Dataset entries:
__________________________________________________
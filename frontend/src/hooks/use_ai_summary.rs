use wasm_bindgen_futures::spawn_local;
use yew::prelude::*;

use crate::hooks::use_notification::Notice;
use crate::services::api::ApiClient;

#[derive(Clone, PartialEq)]
pub struct AiSummaryState {
    pub text: Option<String>,
    pub loading: bool,
}

pub struct UseAiSummaryResult {
    pub state: AiSummaryState,
    pub generate: Callback<i64>,
}

#[hook]
pub fn use_ai_summary(api_client: &ApiClient, timeout_ms: u32, notify: Callback<Notice>) -> UseAiSummaryResult {
    let text = use_state(|| Option::<String>::None);
    let loading = use_state(|| false);

    let generate = {
        let api_client = api_client.clone();
        let text = text.clone();
        let loading = loading.clone();

        use_callback((timeout_ms, notify), move |book_id: i64, (timeout_ms, notify)| {
            let api_client = api_client.clone();
            let text = text.clone();
            let loading = loading.clone();
            let notify = notify.clone();
            let timeout_ms = *timeout_ms;

            spawn_local(async move {
                loading.set(true);
                match api_client.ai_summary(book_id, timeout_ms).await {
                    Ok(summary) => {
                        text.set(Some(summary));
                        notify.emit(Notice::success("Summary updated"));
                    }
                    Err(e) => {
                        // the failure replaces the summary so the panel says what happened
                        text.set(Some(e.to_string()));
                        notify.emit(Notice::error(format!("Could not generate summary: {}", e)));
                    }
                }
                loading.set(false);
            });
        })
    };

    UseAiSummaryResult {
        state: AiSummaryState {
            text: (*text).clone(),
            loading: *loading,
        },
        generate,
    }
}
//! Runtime configuration for the admin frontend.
//!
//! Values come from three layers, later ones winning:
//! 1. Built-in defaults
//! 2. `MONEYWHERE_API_URL` / `MONEYWHERE_LOG_LEVEL` at build time
//! 3. The JSON in `<script id="app-config" type="application/json">` on the page

use anyhow::{Context, Result};
use log::LevelFilter;
use serde::{Deserialize, Serialize};

const CONFIG_ELEMENT_ID: &str = "app-config";

fn default_api_base_url() -> String {
    option_env!("MONEYWHERE_API_URL")
        .unwrap_or("http://localhost:9092/api/v1")
        .to_string()
}

fn default_ai_summary_timeout_ms() -> u32 {
    100_000
}

fn default_page_size() -> u32 {
    20
}

fn default_log_level() -> String {
    option_env!("MONEYWHERE_LOG_LEVEL").unwrap_or("info").to_string()
}

#[derive(Debug, Clone, PartialEq, Serialize, Deserialize)]
#[serde(rename_all = "camelCase")]
pub struct AppConfig {
    #[serde(default = "default_api_base_url")]
    pub api_base_url: String,
    #[serde(default = "default_ai_summary_timeout_ms")]
    pub ai_summary_timeout_ms: u32,
    #[serde(default = "default_page_size")]
    pub page_size: u32,
    #[serde(default = "default_log_level")]
    pub log_level: String,
}

impl Default for AppConfig {
    fn default() -> Self {
        Self {
            api_base_url: default_api_base_url(),
            ai_summary_timeout_ms: default_ai_summary_timeout_ms(),
            page_size: default_page_size(),
            log_level: default_log_level(),
        }
    }
}

impl AppConfig {
    /// Read the page's config block, falling back to defaults.
    ///
    /// Runs before the logger exists, so problems go straight to the console.
    pub fn load() -> Self {
        match Self::from_page() {
            Ok(Some(config)) => config,
            Ok(None) => Self::default(),
            Err(e) => {
                gloo::console::warn!(format!("Ignoring app config: {:#}", e));
                Self::default()
            }
        }
    }

    fn from_page() -> Result<Option<Self>> {
        let Some(document) = web_sys::window().and_then(|w| w.document()) else {
            return Ok(None);
        };
        let Some(element) = document.get_element_by_id(CONFIG_ELEMENT_ID) else {
            return Ok(None);
        };
        let text = element.text_content().unwrap_or_default();
        if text.trim().is_empty() {
            return Ok(None);
        }
        Self::from_json(&text).map(Some)
    }

    pub fn from_json(text: &str) -> Result<Self> {
        let config: AppConfig = serde_json::from_str(text).context("app-config is not valid JSON")?;
        Ok(config.normalized())
    }

    fn normalized(mut self) -> Self {
        self.api_base_url = self.api_base_url.trim_end_matches('/').to_string();
        if self.page_size == 0 {
            self.page_size = default_page_size();
        }
        self
    }

    /// Unknown level names fall back to `info`
    pub fn level_filter(&self) -> LevelFilter {
        self.log_level.parse().unwrap_or(LevelFilter::Info)
    }
}

#[cfg(test)]
mod tests {
    use super::*;

    #[test]
    fn test_defaults() {
        let config = AppConfig::default();
        assert_eq!(config.ai_summary_timeout_ms, 100_000);
        assert_eq!(config.page_size, 20);
    }

    #[test]
    fn test_partial_json_keeps_defaults() {
        let config = AppConfig::from_json(r#"{"apiBaseUrl": "https://books.example.com/api/v1/"}"#).unwrap();
        assert_eq!(config.api_base_url, "https://books.example.com/api/v1");
        assert_eq!(config.ai_summary_timeout_ms, 100_000);
        assert_eq!(config.page_size, 20);
    }

    #[test]
    fn test_zero_page_size_is_replaced() {
        let config = AppConfig::from_json(r#"{"pageSize": 0}"#).unwrap();
        assert_eq!(config.page_size, 20);
    }

    #[test]
    fn test_invalid_json_is_an_error() {
        assert!(AppConfig::from_json("{ not json").is_err());
    }

    #[test]
    fn test_level_filter() {
        let mut config = AppConfig::default();
        config.log_level = "debug".to_string();
        assert_eq!(config.level_filter(), LevelFilter::Debug);
        config.log_level = "chatty".to_string();
        assert_eq!(config.level_filter(), LevelFilter::Info);
    }
}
__________________________________________________
In the records above, collect each line with "https".

        let config = AppConfig::from_json(r#"{"apiBaseUrl": "https://books.example.com/api/v1/"}"#).unwrap();
        assert_eq!(config.api_base_url, "https://books.example.com/api/v1");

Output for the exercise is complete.